EXERCISE DIRECTIONS:
Beginning with the line that holds "let class = match", set down each line of the data below through the very last, exactly as given, and nothing beyond that.

(Stored items)
Content starts

//! Style resolver – maps Tailwind-like utility classes and inline `style`
//! declarations onto a flat [`ComputedStyle`].
//!
//! Only the utilities the payment-order documents use are understood.
//! Variant prefixes are ignored except `print:`, whose utilities apply
//! because everything this crate lays out is print output.

use std::collections::BTreeMap;

use crate::markup::{DomNode, ElementNode, Tag};

/// One Tailwind spacing unit in CSS px.
const SPACING_UNIT_PX: f32 = 4.0;

#[derive(Debug, Clone, PartialEq)]
pub struct ComputedStyle {
    pub display: Display,
    pub flex_direction: FlexDirection,
    pub flex_grow: f32,
    pub flex_shrink: f32,
    pub justify_content: JustifyContent,
    pub align_items: AlignItems,
    pub gap: f32,

    pub width: Dimension,
    pub height: Dimension,

    /// top, right, bottom, left
    pub margin: [f32; 4],
    /// top, right, bottom, left
    pub padding: [f32; 4],

    pub border_width: f32,
    pub border_color: Color,

    pub font_size: f32,
    pub font_weight: FontWeight,
    pub font_style: FontStyle,
    pub font_family: String,
    /// Multiple of `font_size`.
    pub line_height: f32,
    pub color: Color,
    pub text_align: TextAlign,
    pub underline: bool,

    pub background_color: Color,
}

impl Default for ComputedStyle {
    fn default() -> Self {
        Self {
            display: Display::Block,
            flex_direction: FlexDirection::Row,
            flex_grow: 0.0,
            flex_shrink: 1.0,
            justify_content: JustifyContent::Start,
            align_items: AlignItems::Stretch,
            gap: 0.0,
            width: Dimension::Auto,
            height: Dimension::Auto,
            margin: [0.0; 4],
            padding: [0.0; 4],
            border_width: 0.0,
            border_color: Color::from_hex("#e5e7eb").unwrap_or(Color::BLACK),
            font_size: 16.0,
            font_weight: FontWeight::Normal,
            font_style: FontStyle::Normal,
            font_family: "Helvetica".to_string(),
            line_height: 1.5,
            color: Color::BLACK,
            text_align: TextAlign::Left,
            underline: false,
            background_color: Color::TRANSPARENT,
        }
    }
}

impl ComputedStyle {
    /// Text style of the measuring container and of every page's content
    /// region: `text-sm leading-normal`.
    pub fn document_root() -> Self {
        Self {
            font_size: 14.0,
            line_height: 1.5,
            ..Self::default()
        }
    }

    /// Copy only the inherited (text) properties of `parent`.
    fn inherit_from(&mut self, parent: &ComputedStyle) {
        self.font_size = parent.font_size;
        self.font_weight = parent.font_weight;
        self.font_style = parent.font_style;
        self.font_family = parent.font_family.clone();
        self.line_height = parent.line_height;
        self.color = parent.color;
        self.text_align = parent.text_align;
        self.underline = parent.underline;
    }

    pub fn is_bold(&self) -> bool {
        self.font_weight == FontWeight::Bold
    }

    pub fn is_italic(&self) -> bool {
        self.font_style == FontStyle::Italic
    }

    pub fn line_height_px(&self) -> f32 {
        self.font_size * self.line_height
    }
}

#[derive(Debug, Clone, Copy, PartialEq, Eq)]
pub enum Display {
    Block,
    Flex,
    Inline,
    None,
}

#[derive(Debug, Clone, Copy, PartialEq, Eq)]
pub enum FlexDirection {
    Row,
    Column,
}

#[derive(Debug, Clone, Copy, PartialEq, Eq)]
pub enum JustifyContent {
    Start,
    End,
    Center,
    SpaceBetween,
}

#[derive(Debug, Clone, Copy, PartialEq, Eq)]
pub enum AlignItems {
    Start,
    End,
    Center,
    Stretch,
}

#[derive(Debug, Clone, Copy, PartialEq, Eq)]
pub enum FontWeight {
    Normal,
    Bold,
}

#[derive(Debug, Clone, Copy, PartialEq, Eq)]
pub enum FontStyle {
    Normal,
    Italic,
}

#[derive(Debug, Clone, Copy, PartialEq, Eq)]
pub enum TextAlign {
    Left,
    Center,
    Right,
}

#[derive(Debug, Clone, Copy, PartialEq)]
pub enum Dimension {
    Auto,
    Px(f32),
    Percent(f32),
}

impl Dimension {
    pub fn resolve(self, parent: f32) -> Option<f32> {
        match self {
            Dimension::Auto => None,
            Dimension::Px(v) => Some(v),
            Dimension::Percent(p) => Some(parent * p / 100.0),
        }
    }
}

/// RGBA colour, channels in 0.0 – 1.0.
#[derive(Debug, Clone, Copy, PartialEq)]
pub struct Color {
    pub r: f32,
    pub g: f32,
    pub b: f32,
    pub a: f32,
}

impl Color {
    pub const BLACK: Self = Self::rgb(0.0, 0.0, 0.0);
    pub const WHITE: Self = Self::rgb(1.0, 1.0, 1.0);
    pub const TRANSPARENT: Self = Self {
        r: 0.0,
        g: 0.0,
        b: 0.0,
        a: 0.0,
    };

    pub const fn rgb(r: f32, g: f32, b: f32) -> Self {
        Self { r, g, b, a: 1.0 }
    }

    pub fn is_transparent(&self) -> bool {
        self.a < 0.001
    }

    pub fn to_array(self) -> [f32; 4] {
        [self.r, self.g, self.b, self.a]
    }

    pub fn from_hex(hex: &str) -> Option<Self> {
        let hex = hex.trim().trim_start_matches('#');
        let channel = |s: &str| u8::from_str_radix(s, 16).ok().map(|v| v as f32 / 255.0);
        match hex.len() {
            6 => Some(Self::rgb(
                channel(&hex[0..2])?,
                channel(&hex[2..4])?,
                channel(&hex[4..6])?,
            )),
            3 => Some(Self::rgb(
                channel(&hex[0..1].repeat(2))?,
                channel(&hex[1..2].repeat(2))?,
                channel(&hex[2..3].repeat(2))?,
            )),
            _ => None,
        }
    }

    /// Tailwind palette subset, e.g. `slate-400`, `blue-600`, `white`.
    pub fn named(name: &str) -> Option<Self> {
        let hex = match name {
            "black" => "#000000",
            "white" => "#ffffff",
            "slate-100" => "#f1f5f9",
            "slate-200" => "#e2e8f0",
            "slate-300" => "#cbd5e1",
            "slate-400" => "#94a3b8",
            "slate-500" => "#64748b",
            "slate-700" => "#334155",
            "slate-900" => "#0f172a",
            "gray-100" => "#f3f4f6",
            "gray-200" => "#e5e7eb",
            "gray-300" => "#d1d5db",
            "gray-500" => "#6b7280",
            "gray-700" => "#374151",
            "gray-900" => "#111827",
            "blue-600" => "#2563eb",
            "blue-700" => "#1d4ed8",
            "red-600" => "#dc2626",
            "green-600" => "#16a34a",
            _ => return None,
        };
        Self::from_hex(hex)
    }
}

// ---------------------------------------------------------------------------
// Resolution
// ---------------------------------------------------------------------------

/// Resolve an element's style: tag defaults, then inherited text
/// properties, then classes, then the inline `style` attribute.
pub fn resolve_style(element: &ElementNode, parent: &ComputedStyle) -> ComputedStyle {
    let mut style = ComputedStyle::default();
    style.inherit_from(parent);
    apply_tag_defaults(&mut style, &element.tag);

    for class in element.classes() {
        let class = match class.split_once(':') {
            Some(("print", utility)) => utility,
            Some(_) => continue,
            None => class,
        };
        apply_utility(&mut style, class);
    }

    if let Some(inline) = element.attr("style") {
        for decl in inline.split(';') {
            if let Some((prop, val)) = decl.split_once(':') {
                apply_declaration(&mut style, prop.trim(), val.trim());
            }
        }
    }
    style
}

fn apply_tag_defaults(s: &mut ComputedStyle, tag: &Tag) {
    match tag {
        Tag::H1 | Tag::H2 | Tag::H3 => {
            s.font_weight = FontWeight::Bold;
            s.font_size = match tag {
                Tag::H1 => 24.0,
                Tag::H2 => 20.0,
                _ => 16.0,
            };
            s.margin[2] = 8.0;
        }
        Tag::Ul | Tag::Ol => s.padding[3] = 24.0,
        Tag::Li => s.margin[2] = 2.0,
        Tag::Table => s.width = Dimension::Percent(100.0),
        Tag::Th => s.font_weight = FontWeight::Bold,
        Tag::Strong | Tag::B => {
            s.font_weight = FontWeight::Bold;
            s.display = Display::Inline;
        }
        Tag::Em | Tag::I => {
            s.font_style = FontStyle::Italic;
            s.display = Display::Inline;
        }
        Tag::Span | Tag::Br => s.display = Display::Inline,
        Tag::Head | Tag::Other(_) => s.display = Display::None,
        _ => {}
    }
}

Content ends

SOLUTION:
        let class = match class.split_once(':') {
            Some(("print", utility)) => utility,
            Some(_) => continue,
            None => class,
        };
        apply_utility(&mut style, class);
    }

    if let Some(inline) = element.attr("style") {
        for decl in inline.split(';') {
            if let Some((prop, val)) = decl.split_once(':') {
                apply_declaration(&mut style, prop.trim(), val.trim());
            }
        }
    }
    style
}

fn apply_tag_defaults(s: &mut ComputedStyle, tag: &Tag) {
    match tag {
        Tag::H1 | Tag::H2 | Tag::H3 => {
            s.font_weight = FontWeight::Bold;
            s.font_size = match tag {
                Tag::H1 => 24.0,
                Tag::H2 => 20.0,
                _ => 16.0,
            };
            s.margin[2] = 8.0;
        }
        Tag::Ul | Tag::Ol => s.padding[3] = 24.0,
        Tag::Li => s.margin[2] = 2.0,
        Tag::Table => s.width = Dimension::Percent(100.0),
        Tag::Th => s.font_weight = FontWeight::Bold,
        Tag::Strong | Tag::B => {
            s.font_weight = FontWeight::Bold;
            s.display = Display::Inline;
        }
        Tag::Em | Tag::I => {
            s.font_style = FontStyle::Italic;
            s.display = Display::Inline;
        }
        Tag::Span | Tag::Br => s.display = Display::Inline,
        Tag::Head | Tag::Other(_) => s.display = Display::None,
        _ => {}
    }
}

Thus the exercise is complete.